Egypt’s military has a “unique responsibility” to ensure elections, he declared.
Those statements pressure the government to schedule elections soon, despite the risk that radical, America-hating Islamic groups could regain power via another round of elections.
The statements follow Obama’s Aug. 7 effort to support the priorities of Turkey’s Islamist government, which is trying to promote Islamist parties throughout the Arab region.
Both statements were produced shortly after Egypt’s military government violently cleared Islamic radicals from two squares in downtown Cairo. The radicals had been occupying the squares, and attacking supporters of the military government.
During the clearance, the Islamists shot government soldiers and destroyed army vehicles. More than 100 Islamists were killed during the clearance.

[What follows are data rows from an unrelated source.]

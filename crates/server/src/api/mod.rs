pub mod catalog;
pub mod documents;
pub mod handlers;
pub mod jobs;
pub mod middleware;
pub mod routes;
pub mod transfers;

pub use routes::create_router;
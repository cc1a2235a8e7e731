//! Record of filesystem side effects, unwound in reverse on failure.

use std::path::{Path, PathBuf};

use tokio::fs;
use tracing::{debug, warn};

use super::error::TransferError;
use super::ops::move_file;

#[derive(Debug, Clone, PartialEq, Eq)]
pub enum UndoEntry {
    CreatedDir(PathBuf),
    CreatedFile(PathBuf),
    /// A file was moved from `from` to `to`; undo moves it back.
    MovedFile { from: PathBuf, to: PathBuf },
}

/// What a rollback managed to undo.
#[derive(Debug, Default)]
pub struct RollbackReport {
    pub files_removed: usize,
    pub files_restored: usize,
    pub dirs_removed: usize,
    pub errors: Vec<String>,
}

impl RollbackReport {
    pub fn is_clean(&self) -> bool {
        self.errors.is_empty()
    }
}

#[derive(Debug, Default)]
pub struct UndoLog {
    entries: Vec<UndoEntry>,
}

impl UndoLog {
    pub fn new() -> Self {
        Self::default()
    }

    pub fn entries(&self) -> &[UndoEntry] {
        &self.entries
    }

    pub fn is_empty(&self) -> bool {
        self.entries.is_empty()
    }

    pub fn record(&mut self, entry: UndoEntry) {
        self.entries.push(entry);
    }

    /// Create `path` and any missing parents, recording each directory made.
    pub async fn create_dir_all(&mut self, path: &Path) -> Result<(), TransferError> {
        let mut missing = Vec::new();
        let mut current = Some(path);
        while let Some(dir) = current {
            if fs::try_exists(dir).await.unwrap_or(false) {
                break;
            }
            missing.push(dir.to_path_buf());
            current = dir.parent();
        }

        for dir in missing.into_iter().rev() {
            match fs::create_dir(&dir).await {
                Ok(()) => self.record(UndoEntry::CreatedDir(dir)),
                Err(e) if e.kind() == std::io::ErrorKind::AlreadyExists => {}
                Err(e) => return Err(TransferError::io(dir, e)),
            }
        }
        Ok(())
    }

    /// Write a new file. Existing files are never overwritten.
    pub async fn write_new(&mut self, path: &Path, bytes: &[u8]) -> Result<(), TransferError> {
        use tokio::io::AsyncWriteExt;

        let mut file = fs::OpenOptions::new()
            .write(true)
            .create_new(true)
            .open(path)
            .await
            .map_err(|e| TransferError::io(path, e))?;
        self.record(UndoEntry::CreatedFile(path.to_path_buf()));

        file.write_all(bytes)
            .await
            .map_err(|e| TransferError::io(path, e))?;
        file.flush().await.map_err(|e| TransferError::io(path, e))?;
        Ok(())
    }

    /// Undo every recorded effect, newest first.
    ///
    /// Keeps going past individual failures so as much as possible is undone.
    pub async fn rollback(self) -> RollbackReport {
        let mut report = RollbackReport::default();

        for entry in self.entries.into_iter().rev() {
            match entry {
                UndoEntry::CreatedFile(path) => match fs::remove_file(&path).await {
                    Ok(()) => report.files_removed += 1,
                    Err(e) if e.kind() == std::io::ErrorKind::NotFound => {}
                    Err(e) => report
                        .errors
                        .push(format!("remove {}: {}", path.display(), e)),
                },
                UndoEntry::MovedFile { from, to } => match move_file(&to, &from).await {
                    Ok(()) => report.files_restored += 1,
                    Err(e) => report.errors.push(format!(
                        "restore {} -> {}: {}",
                        to.display(),
                        from.display(),
                        e
                    )),
                },
                UndoEntry::CreatedDir(path) => match fs::remove_dir(&path).await {
                    Ok(()) => report.dirs_removed += 1,
                    Err(e) if e.kind() == std::io::ErrorKind::NotFound => {}
                    Err(e) => {
                        // not empty: something we did not create lives there
                        debug!(path = %path.display(), error = %e, "Keeping directory");
                    }
                },
            }
        }

        if !report.is_clean() {
            warn!(errors = ?report.errors, "Rollback finished with errors");
        }
        report
    }
}

#[cfg(test)]
mod tests {
    use super::*;
    use tempfile::TempDir;

    #[tokio::test]
    async fn test_create_dir_all_records_only_new_dirs() {
        let temp = TempDir::new().unwrap();
        let existing = temp.path().join("existing");
        std::fs::create_dir(&existing).unwrap();

        let mut undo = UndoLog::new();
        let target = existing.join("a").join("b");
        undo.create_dir_all(&target).await.unwrap();

        assert!(target.is_dir());
        assert_eq!(
            undo.entries(),
            &[
                UndoEntry::CreatedDir(existing.join("a")),
                UndoEntry::CreatedDir(target.clone()),
            ]
        );
    }

    #[tokio::test]
    async fn test_write_new_refuses_existing_file() {
        let temp = TempDir::new().unwrap();
        let path = temp.path().join("movie.nfo");
        std::fs::write(&path, "keep").unwrap();

        let mut undo = UndoLog::new();
        let result = undo.write_new(&path, b"new").await;

        assert!(matches!(result, Err(TransferError::Io { .. })));
        assert!(undo.is_empty());
        assert_eq!(std::fs::read_to_string(&path).unwrap(), "keep");
    }

    #[tokio::test]
    async fn test_rollback_unwinds_in_reverse() {
        let temp = TempDir::new().unwrap();
        let source = temp.path().join("source.mp4");
        std::fs::write(&source, "video").unwrap();

        let mut undo = UndoLog::new();
        let dest_dir = temp.path().join("lib").join("ABC-123");
        undo.create_dir_all(&dest_dir).await.unwrap();

        let dest = dest_dir.join("ABC-123.mp4");
        move_file(&source, &dest).await.unwrap();
        undo.record(UndoEntry::MovedFile {
            from: source.clone(),
            to: dest.clone(),
        });
        undo.write_new(&dest_dir.join("ABC-123.nfo"), b"<movie/>")
            .await
            .unwrap();

        let report = undo.rollback().await;

        assert!(report.is_clean());
        assert_eq!(report.files_removed, 1);
        assert_eq!(report.files_restored, 1);
        assert_eq!(report.dirs_removed, 2);
        assert_eq!(std::fs::read_to_string(&source).unwrap(), "video");
        assert!(!temp.path().join("lib").exists());
    }

    #[tokio::test]
    async fn test_rollback_keeps_non_empty_dirs() {
        let temp = TempDir::new().unwrap();
        let dir = temp.path().join("created");

        let mut undo = UndoLog::new();
        undo.create_dir_all(&dir).await.unwrap();
        std::fs::write(dir.join("foreign.txt"), "not ours").unwrap();

        let report = undo.rollback().await;
        assert_eq!(report.dirs_removed, 0);
        assert!(dir.join("foreign.txt").exists());
    }
}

The radicals are part of the Muslim Brotherhood, whose Islamic candidates swept parliamentary elections in 2011 and 2012, and also won a narrow majority in the 2012 presidential election. The Brotherhood’s policies call for a regional Islamic dictatorship, a subordinate apartheid-like status for non-Muslims and undying hostility to any majority-Jewish jurisdictions, such as Israel.
The Brotherhood received roughly half the nation’s vote in the parliamentary elections. Another quarter of the votes went to an even more radical Islamic party, dubbed the Salafist party.

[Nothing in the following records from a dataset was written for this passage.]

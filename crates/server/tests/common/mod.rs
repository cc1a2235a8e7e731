//! Common test utilities for API tests.
//!
//! Provides a `TestFixture` that builds the router in-process on a temporary
//! SQLite file, with mock collaborators behind every external service.

#![allow(dead_code)]

use std::path::PathBuf;
use std::sync::Arc;

use axum::{
    body::Body,
    http::{Request, StatusCode},
    Router,
};
use http_body_util::BodyExt;
use serde_json::Value;
use tempfile::TempDir;
use tower::ServiceExt;

use magpie_core::{
    testing::{
        fixtures, MockMediaServer, MockMetadataProvider, MockPreviewProvider, MockTorrentClient,
    },
    Config, DownloadsConfig, JobRunner, LibraryConfig, LibraryReconciler, LibrarySnapshot,
    LinkGate, RecordStore, SqliteRecordStore, SubmissionOrchestrator, TorrentClient,
    TorrentSweeper, TransferEngine,
};

/// Test fixture containing the router and the mocks behind it.
pub struct TestFixture {
    pub router: Router,
    pub store: Arc<SqliteRecordStore>,
    pub previews: Arc<MockPreviewProvider>,
    pub torrent_client: Arc<MockTorrentClient>,
    pub metadata: Arc<MockMetadataProvider>,
    pub media_server: Arc<MockMediaServer>,
    /// Temporary directory for the database, downloads and library
    pub temp_dir: TempDir,
}

/// Response from a test request
#[derive(Debug)]
pub struct TestResponse {
    pub status: StatusCode,
    pub body: Value,
    pub text: String,
}

impl TestFixture {
    /// Create a new test fixture with every collaborator present.
    pub async fn new() -> Self {
        Self::with_config(TestConfig::default()).await
    }

    /// Create a test fixture with custom configuration.
    pub async fn with_config(test_config: TestConfig) -> Self {
        let temp_dir = TempDir::new().expect("Failed to create temp dir");
        let db_path = temp_dir.path().join("test.db");
        let downloads_dir = temp_dir.path().join("downloads");
        let library_dir = temp_dir.path().join("library");
        std::fs::create_dir_all(&downloads_dir).expect("Failed to create downloads dir");

        // Create mocks
        let previews = Arc::new(MockPreviewProvider::new());
        let torrent_client = Arc::new(MockTorrentClient::new());
        let metadata = Arc::new(MockMetadataProvider::new());
        metadata
            .add_movie(fixtures::movie_detail("ABC-123", "Some Title", "Actor One"))
            .await;
        let media_server = Arc::new(MockMediaServer::new());

        // Create config
        let mut config = Config::default();
        config.server.port = 0; // Not used for in-process testing
        config.database.path = db_path.clone();
        config.downloads = DownloadsConfig {
            base_dir: downloads_dir.display().to_string(),
            min_video_size_bytes: 0,
            ..Default::default()
        };
        if !test_config.without_library {
            config.library = LibraryConfig {
                root: library_dir,
                download_images: false,
                ..Default::default()
            };
        }

        let store = Arc::new(SqliteRecordStore::new(&db_path).expect("Failed to create store"));
        let snapshot = Arc::new(LibrarySnapshot::new());

        let daemon: Option<Arc<dyn TorrentClient>> = if test_config.without_daemon {
            None
        } else {
            Some(Arc::clone(&torrent_client) as Arc<dyn TorrentClient>)
        };

        let engine = if test_config.without_library {
            None
        } else {
            Some(Arc::new(
                TransferEngine::new(
                    config.library.clone(),
                    Arc::clone(&store) as Arc<dyn RecordStore>,
                    Arc::clone(&metadata) as Arc<dyn magpie_core::MetadataProvider>,
                )
                .expect("Failed to create transfer engine"),
            ))
        };

        let gate = Arc::new(LinkGate::new(
            Arc::clone(&store) as Arc<dyn RecordStore>,
            Arc::clone(&previews) as Arc<dyn magpie_core::PreviewProvider>,
        ));

        let submission = Arc::new(SubmissionOrchestrator::new(
            Arc::clone(&store) as Arc<dyn RecordStore>,
            daemon.clone(),
            Arc::clone(&snapshot),
            config.downloads.clone(),
        ));

        let mut sweeper = TorrentSweeper::new(
            Arc::clone(&store) as Arc<dyn RecordStore>,
            daemon,
            config.downloads.clone(),
        );
        if let Some(engine) = &engine {
            sweeper = sweeper.with_transfer_engine(Arc::clone(engine));
        }

        let mut runner = JobRunner::new(
            config.jobs.clone(),
            Arc::clone(&submission),
            Arc::new(sweeper),
        );
        if !test_config.without_media_server {
            runner = runner.with_library(Arc::new(LibraryReconciler::new(
                Arc::clone(&store) as Arc<dyn RecordStore>,
                Arc::clone(&media_server) as Arc<dyn magpie_core::MediaServer>,
                Arc::clone(&snapshot),
            )));
        }

        // Create app state with mocks
        let state = Arc::new(magpie_server::state::AppState::new(
            config,
            Arc::clone(&store) as Arc<dyn RecordStore>,
            gate,
            submission,
            Arc::new(runner),
            snapshot,
            engine,
        ));

        // Create router
        let router = magpie_server::api::create_router(state);

        Self {
            router,
            store,
            previews,
            torrent_client,
            metadata,
            media_server,
            temp_dir,
        }
    }

    pub fn downloads_dir(&self) -> PathBuf {
        self.temp_dir.path().join("downloads")
    }

    pub fn library_dir(&self) -> PathBuf {
        self.temp_dir.path().join("library")
    }

    /// Write a small file under the downloads directory.
    pub fn write_download(&self, relative: &str) -> PathBuf {
        let path = self.downloads_dir().join(relative);
        if let Some(parent) = path.parent() {
            std::fs::create_dir_all(parent).unwrap();
        }
        std::fs::write(&path, b"video").unwrap();
        path
    }

    /// Send a GET request to the test server.
    pub async fn get(&self, path: &str) -> TestResponse {
        self.request("GET", path, None).await
    }

    /// Send a POST request with JSON body.
    pub async fn post(&self, path: &str, body: Value) -> TestResponse {
        self.request("POST", path, Some(body)).await
    }

    /// Send a POST request without a body.
    pub async fn post_empty(&self, path: &str) -> TestResponse {
        self.request("POST", path, None).await
    }

    /// Send a POST request with raw string body (for testing malformed JSON).
    pub async fn post_raw(&self, path: &str, body: &str) -> TestResponse {
        let request = Request::builder()
            .method("POST")
            .uri(path)
            .header("Content-Type", "application/json")
            .body(Body::from(body.to_string()))
            .unwrap();
        self.send(request).await
    }

    /// Send a request to the test server.
    async fn request(&self, method: &str, path: &str, body: Option<Value>) -> TestResponse {
        let mut request_builder = Request::builder().method(method).uri(path);

        let body = if let Some(json_body) = body {
            request_builder = request_builder.header("Content-Type", "application/json");
            Body::from(serde_json::to_vec(&json_body).unwrap())
        } else {
            Body::empty()
        };

        let request = request_builder.body(body).unwrap();
        self.send(request).await
    }

    async fn send(&self, request: Request<Body>) -> TestResponse {
        let response = self
            .router
            .clone()
            .oneshot(request)
            .await
            .expect("Failed to send request");

        let status = response.status();
        let body_bytes = response
            .into_body()
            .collect()
            .await
            .expect("Failed to collect body")
            .to_bytes();

        let text = String::from_utf8_lossy(&body_bytes).to_string();
        let body: Value = if body_bytes.is_empty() {
            Value::Null
        } else {
            serde_json::from_slice(&body_bytes).unwrap_or(Value::Null)
        };

        TestResponse { status, body, text }
    }
}

/// Configuration for test fixture. Everything is present by default.
#[derive(Debug, Clone, Default)]
pub struct TestConfig {
    /// Leave the torrent daemon out
    pub without_daemon: bool,
    /// Leave the library root unset (no transfer engine)
    pub without_library: bool,
    /// Leave the media server out
    pub without_media_server: bool,
}

impl TestConfig {
    pub fn without_daemon() -> Self {
        Self {
            without_daemon: true,
            ..Default::default()
        }
    }

    pub fn bare() -> Self {
        Self {
            without_daemon: true,
            without_library: true,
            without_media_server: true,
        }
    }
}

/// Helper to assert a response has expected status.
#[macro_export]
macro_rules! assert_status {
    ($response:expr, $status:expr) => {
        assert_eq!(
            $response.status, $status,
            "Expected status {:?}, got {:?}. Body: {}",
            $status,
            $response.status,
            serde_json::to_string_pretty(&$response.body).unwrap_or_default()
        );
    };
}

Much of the radicals’ support came from poor rural voters, many of whom are illiterate and reliant on Islamic imams for political guidance.
“Ultimately, what we would like to see is a government in Egypt that is chosen by the people … [and] that reflects the will of the people of Egypt,” Earnest said.

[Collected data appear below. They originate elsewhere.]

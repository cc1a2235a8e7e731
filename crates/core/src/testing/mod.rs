//! Testing utilities and mock implementations.
//!
//! This module provides mock implementations of every collaborator trait,
//! so the whole pipeline can be driven without a daemon, a metadata API or a
//! media server.
//!
//! # Example
//!
//! ```rust,ignore
//! use magpie_core::testing::{MockPreviewProvider, MockTorrentClient};
//!
//! let previews = MockPreviewProvider::new();
//! previews.add_simple(&fixtures::magnet(1), "Some Release").await;
//!
//! let client = MockTorrentClient::new();
//! client.set_progress(&fixtures::hash(1), 1.0).await;
//! ```

mod mock_llm;
mod mock_media_server;
mod mock_metadata;
mod mock_notifier;
mod mock_preview;
mod mock_torrent_client;

pub use mock_llm::{MockClassifier, MockLlmClient, MockTranslator};
pub use mock_media_server::MockMediaServer;
pub use mock_metadata::MockMetadataProvider;
pub use mock_notifier::MockNotifier;
pub use mock_preview::MockPreviewProvider;
pub use mock_torrent_client::{MockTorrentClient, RecordedAddTorrent};

/// Test fixtures and helper functions.
pub mod fixtures {
    use crate::media_server::LibraryItem;
    use crate::metadata::MovieDetail;

    /// A deterministic 40-character hex info hash.
    pub fn hash(n: u32) -> String {
        format!("{:040x}", n)
    }

    /// Canonical magnet URI for [`hash`].
    pub fn magnet(n: u32) -> String {
        format!("magnet:?xt=urn:btih:{}", hash(n))
    }

    /// Movie detail with reasonable defaults and no artwork URLs.
    pub fn movie_detail(code: &str, title: &str, actor: &str) -> MovieDetail {
        MovieDetail {
            id: code.to_lowercase(),
            provider: "MOCK".to_string(),
            number: code.to_string(),
            title: title.to_string(),
            summary: format!("Summary of {}.", title),
            actors: vec![actor.to_string()],
            maker: "Mock Studio".to_string(),
            release_date: Some("2021-07-09".to_string()),
            runtime: 120,
            ..Default::default()
        }
    }

    /// A movie item of the media library.
    pub fn library_item(id: &str, name: &str) -> LibraryItem {
        LibraryItem {
            id: id.to_string(),
            name: name.to_string(),
            original_title: None,
            sort_name: None,
            item_type: "Movie".to_string(),
        }
    }
}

“That’s what we’re focused on. … That is what we think is in the best interests of the Egyptian people, and in the best interests of U.S. national security,” he said.
Earnest suggested that Obama is not backing Morsi and the Muslim Brotherhood. “We’re not putting our support behind any individual person or party,” he said.
The interim military-led government seized power in July amid protests by a large slice of Egypt’s 80-million population.
The mostly urban protesters objected to Egypt’s shrinking economy, and to the hardline Islamic policies being pushed by the Brotherhood-backed government that have damaged the country’s tourist industry and frightened the nation’s population of roughly 8 million Christians.
During the Brotherhood rule, the police and military took little action while radicals attacked Christian churches.
Last September, the Salafists staged a violent protest at the U.S. Embassy. Morsi’s government didn’t intervene for 24 hours.
Egypt’s military government is working to restore the country’s shattered economy, and is getting aid from Saudi Arabia and other oil-rich Arab countries.